Thursday, April 21, 2011

Help! I can't get my friend to take my advice!

Original email to me:
Dear Mama Em,
I need help. See, everybody I know comes to me for advice just like you. But I have this one friend who is always fighting with her significant other, and together they are so mismatched, and I always tell her to leave him, but she doesn't. She always goes back. How do I get her to listen to me?

Me response:
Dear fellow advice-giver, wouldn't it be so great if everyone who asked us for advice actually took it? I know the world would be a better place if everyone just did what I told them to. LOL I have a friend who is a little like yours.

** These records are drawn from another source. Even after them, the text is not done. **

//! Strongly Typed Identifiers
//!
//! This module provides type-safe identifier types for famaudit.
//! Using the newtype pattern, these types prevent accidental misuse of
//! different identifier kinds at compile time: a game-player tag, a
//! game-clan tag, and a community-platform member id are all plain
//! strings on the wire but must never be confused with one another.
//!
//! # Example
//!
//! ```
//! use famaudit_core::{MemberId, PlayerTag};
//!
//! let tag: PlayerTag = "#22q0vgup".parse().unwrap();
//! assert_eq!(tag.as_str(), "22Q0VGUP");
//!
//! // Type safety: cannot pass a MemberId where a PlayerTag is expected
//! fn requires_tag(tag: &PlayerTag) -> &str {
//!     tag.as_str()
//! }
//!
//! let _ = requires_tag(&tag);
//! let member = MemberId::from("99688854348369920");
//! // requires_tag(&member); // This would not compile!
//! ```

use serde::{Deserialize, Serialize};
use std::fmt::{Display, Formatter};
use std::str::FromStr;

/// Error type for tag parsing failures.
#[derive(Debug, Clone, PartialEq, Eq)]
pub struct ParseTagError {
    /// The type of tag that failed to parse.
    pub tag_type: &'static str,
    /// Why the input was rejected.
    pub message: String,
}

impl Display for ParseTagError {
    fn fmt(&self, f: &mut Formatter<'_>) -> std::fmt::Result {
        write!(f, "Failed to parse {}: {}", self.tag_type, self.message)
    }
}

impl std::error::Error for ParseTagError {}

/// Normalize a raw game tag: trim surrounding whitespace, strip a
/// single leading `#`, uppercase.
///
/// Two tags are equal iff their normalized forms are equal, and the
/// normalization is idempotent.
fn normalize_tag(raw: &str) -> String {
    let trimmed = raw.trim();
    trimmed
        .strip_prefix('#')
        .unwrap_or(trimmed)
        .trim()
        .to_ascii_uppercase()
}

/// Macro to define a strongly-typed, normalizing game-tag type.
macro_rules! define_tag {
    ($(#[$meta:meta])* $name:ident) => {
        $(#[$meta])*
        #[derive(Debug, Clone, PartialEq, Eq, Hash, PartialOrd, Ord, Serialize, Deserialize)]
        #[serde(try_from = "String", into = "String")]
        pub struct $name(String);

        impl $name {
            /// Parse and normalize a raw tag.
            ///
            /// Strips a leading `#`, trims whitespace, and uppercases.
            /// Fails only when nothing remains after normalization.
            pub fn parse(raw: &str) -> Result<Self, ParseTagError> {
                let normalized = normalize_tag(raw);
                if normalized.is_empty() {
                    return Err(ParseTagError {
                        tag_type: stringify!($name),
                        message: format!("empty tag after normalization: {raw:?}"),
                    });
                }
                Ok(Self(normalized))
            }

            /// Returns the normalized tag, without a leading `#`.
            #[must_use]
            pub fn as_str(&self) -> &str {
                &self.0
            }
        }

        impl Display for $name {
            fn fmt(&self, f: &mut Formatter<'_>) -> std::fmt::Result {
                write!(f, "{}", self.0)
            }
        }

        impl FromStr for $name {
            type Err = ParseTagError;

            fn from_str(s: &str) -> std::result::Result<Self, Self::Err> {
                Self::parse(s)
            }
        }

        impl TryFrom<String> for $name {
            type Error = ParseTagError;

            fn try_from(s: String) -> std::result::Result<Self, Self::Error> {
                Self::parse(&s)
            }
        }

        impl From<$name> for String {
            fn from(tag: $name) -> String {
                tag.0
            }
        }
    };
}

define_tag!(
    /// Strongly typed game-player tag.
    ///
    /// Unique identifier for a game-roster member, normalized to
    /// uppercase without a leading `#`. Construction always
    /// normalizes, so two `PlayerTag` values compare equal exactly
    /// when their source tags denote the same player.
    ///
    /// # Example
    ///
    /// ```
    /// use famaudit_core::PlayerTag;
    ///
    /// let a = PlayerTag::parse("#22Q0VGUP").unwrap();
    /// let b = PlayerTag::parse(" 22q0vgup ").unwrap();
    /// assert_eq!(a, b);
    /// assert_eq!(a.as_str(), "22Q0VGUP");
    /// ```
    PlayerTag
);

define_tag!(
    /// Strongly typed game-clan tag, normalized like [`PlayerTag`].
    ClanTag
);

/// Opaque community-platform member identifier.
///
/// The chat platform assigns these (numeric snowflakes in practice);
/// the audit core treats them as opaque strings and never interprets
/// their contents.
#[derive(Debug, Clone, PartialEq, Eq, Hash, PartialOrd, Ord, Serialize, Deserialize)]
#[serde(transparent)]
pub struct MemberId(String);

impl MemberId {
    /// Returns the identifier as a string slice.
    #[must_use]
    pub fn as_str(&self) -> &str {
        &self.0
    }
}

impl From<String> for MemberId {
    fn from(s: String) -> Self {
        Self(s)
    }
}

impl From<&str> for MemberId {
    fn from(s: &str) -> Self {
        Self(s.to_string())
    }
}

impl Display for MemberId {
    fn fmt(&self, f: &mut Formatter<'_>) -> std::fmt::Result {
        write!(f, "{}", self.0)
    }
}
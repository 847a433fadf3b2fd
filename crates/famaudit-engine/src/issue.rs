//! Non-fatal audit findings.
//!
//! A single bad record must never abort classification of the rest of
//! the roster, so data problems are reported as structured values
//! carried alongside results rather than raised as errors.

use serde::{Deserialize, Serialize};

use famaudit_core::{ClanTag, MemberId, PlayerTag};

/// A non-fatal finding collected during an audit run.
#[derive(Debug, Clone, PartialEq, Eq, Serialize, Deserialize)]
#[serde(tag = "kind", rename_all = "snake_case")]
pub enum AuditIssue {
    /// A raw roster record failed validation and was skipped.
    MalformedEntry {
        /// Position of the record in the input feed.
        index: usize,
        /// The record's tag, if it had a usable one.
        #[serde(skip_serializing_if = "Option::is_none")]
        tag: Option<String>,
        /// Why the record was rejected.
        reason: String,
    },

    /// The same tag is linked to more than one community member.
    ///
    /// The resolver keeps the first link in input order; every
    /// shadowed link is reported here.
    AmbiguousIdentity {
        /// The duplicated tag.
        tag: PlayerTag,
        /// The member the resolver kept.
        resolved: MemberId,
        /// The member whose link was shadowed.
        shadowed: MemberId,
    },

    /// A roster entry's clan is not present in the family config.
    ///
    /// The entry is excluded from clan-role classification but still
    /// participates in every other bucket.
    UnknownClan {
        /// The roster entry's tag.
        tag: PlayerTag,
        /// The unconfigured clan.
        clan_tag: ClanTag,
    },
}

impl AuditIssue {
    /// Short machine-readable label for summaries.
    #[must_use]
    pub fn kind(&self) -> &'static str {
        match self {
            AuditIssue::MalformedEntry { .. } => "malformed_entry",
            AuditIssue::AmbiguousIdentity { .. } => "ambiguous_identity",
            AuditIssue::UnknownClan { .. } => "unknown_clan",
        }
    }
}

impl std::fmt::Display for AuditIssue {
    fn fmt(&self, f: &mut std::fmt::Formatter<'_>) -> std::fmt::Result {
        match self {
            AuditIssue::MalformedEntry { index, tag, reason } => match tag {
                Some(tag) => write!(f, "malformed roster record #{index} ({tag}): {reason}"),
                None => write!(f, "malformed roster record #{index}: {reason}"),
            },
            AuditIssue::AmbiguousIdentity {
                tag,
                resolved,
                shadowed,
            } => write!(
                f,
                "tag {tag} linked to both {resolved} (kept) and {shadowed} (shadowed)"
            ),
            AuditIssue::UnknownClan { tag, clan_tag } => {
                write!(f, "roster entry {tag} belongs to unconfigured clan {clan_tag}")
            }
        }
    }
}

#[cfg(test)]
mod tests {
    use super::*;

    #[test]
    fn test_issue_kind_labels() {
        let issue = AuditIssue::MalformedEntry {
            index: 3,
            tag: None,
            reason: "missing trophies".to_string(),
        };
        assert_eq!(issue.kind(), "malformed_entry");

        let issue = AuditIssue::UnknownClan {
            tag: PlayerTag::parse("ABC123").unwrap(),
            clan_tag: ClanTag::parse("ZZZ999").unwrap(),
        };
        assert_eq!(issue.kind(), "unknown_clan");
    }

    #[test]
    fn test_issue_display() {
        let issue = AuditIssue::AmbiguousIdentity {
            tag: PlayerTag::parse("ABC123").unwrap(),
            resolved: MemberId::from("1"),
            shadowed: MemberId::from("2"),
        };
        let text = issue.to_string();
        assert!(text.contains("ABC123"));
        assert!(text.contains("kept"));
    }

    #[test]
    fn test_issue_serde_tagged() {
        let issue = AuditIssue::MalformedEntry {
            index: 0,
            tag: Some("#X".to_string()),
            reason: "missing name".to_string(),
        };
        let json = serde_json::to_value(&issue).unwrap();
        assert_eq!(json["kind"], "malformed_entry");
    }
}
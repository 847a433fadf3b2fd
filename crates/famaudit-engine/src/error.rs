//! Audit error types.

use thiserror::Error;

/// Errors that abort an audit call.
///
/// Almost nothing in the audit core is fatal: bad roster records,
/// ambiguous identity links, and unknown clans are collected as
/// [`AuditIssue`](crate::issue::AuditIssue) values and returned
/// alongside results. The variants here are the exceptions — problems
/// with the caller-supplied configuration or serialization that make
/// the run itself meaningless.
#[derive(Debug, Error)]
pub enum AuditError {
    /// Invalid clan-family configuration.
    #[error("Configuration error: {message}")]
    Configuration { message: String },

    /// Serialization error.
    #[error("Serialization error: {0}")]
    Serialization(#[from] serde_json::Error),
}

impl AuditError {
    /// Create a configuration error.
    pub fn configuration(message: impl Into<String>) -> Self {
        Self::Configuration {
            message: message.into(),
        }
    }
}

/// Result type for audit operations.
pub type AuditResult<T> = Result<T, AuditError>;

One of my nearest and dearest friends is married to a man who is exactly like her. They are both hot-headed, short tempered, and short fused. So when they fight, they really go at it. I'd say about once a month I get the text message from her that says she's done and she's moving out. Somehow they always get through it, and move on together as a couple. Let me tell you how I personally handle this kind of conflict. I NEVER tell her what to do. It's not MY relationship. It's hers. It's not up to me whether she should stay with him or leave him, it's up to her. And a real friend will listen, without giving advice, and offer support, regardless of that person's decision to stay or to leave. My mom used to always say "you never know what goes on behind closed doors". That can go either way. The most perfect-appearing relationship could actually be abusive and awful when nobody is watching, and the most disfunctional-appearing relationship could be loving and gentle when nobody is watching. My advice to you, and to your friend, is to not be so quick to want to tell her what to do. Instead, listen to what she has to say, let her vent, and tell her that you're there for her, to talk to, to cry on, or whatever, and that you'll support her in whatever decision she makes. Because trust me, she's got enough opinions from her other friends and family members. It's too much for one person to hear what she SHOULD be doing all the time. She's got to make the right choice for herself, and she's going to need someone who is non-judgemental and supportive. Plus, if you're always telling her to leave, and she always goes back, you will always have weirdness between you and she'll always feel like she's being judged by you, which will only lead to the demise of your friendship at some point down the road. So if you treasure your friends, only give advice when asked for it directly, and never tell someone to stay or to leave when it comes to their relationship. Unless you're a marriage counselor, you're not really helping. Good luck!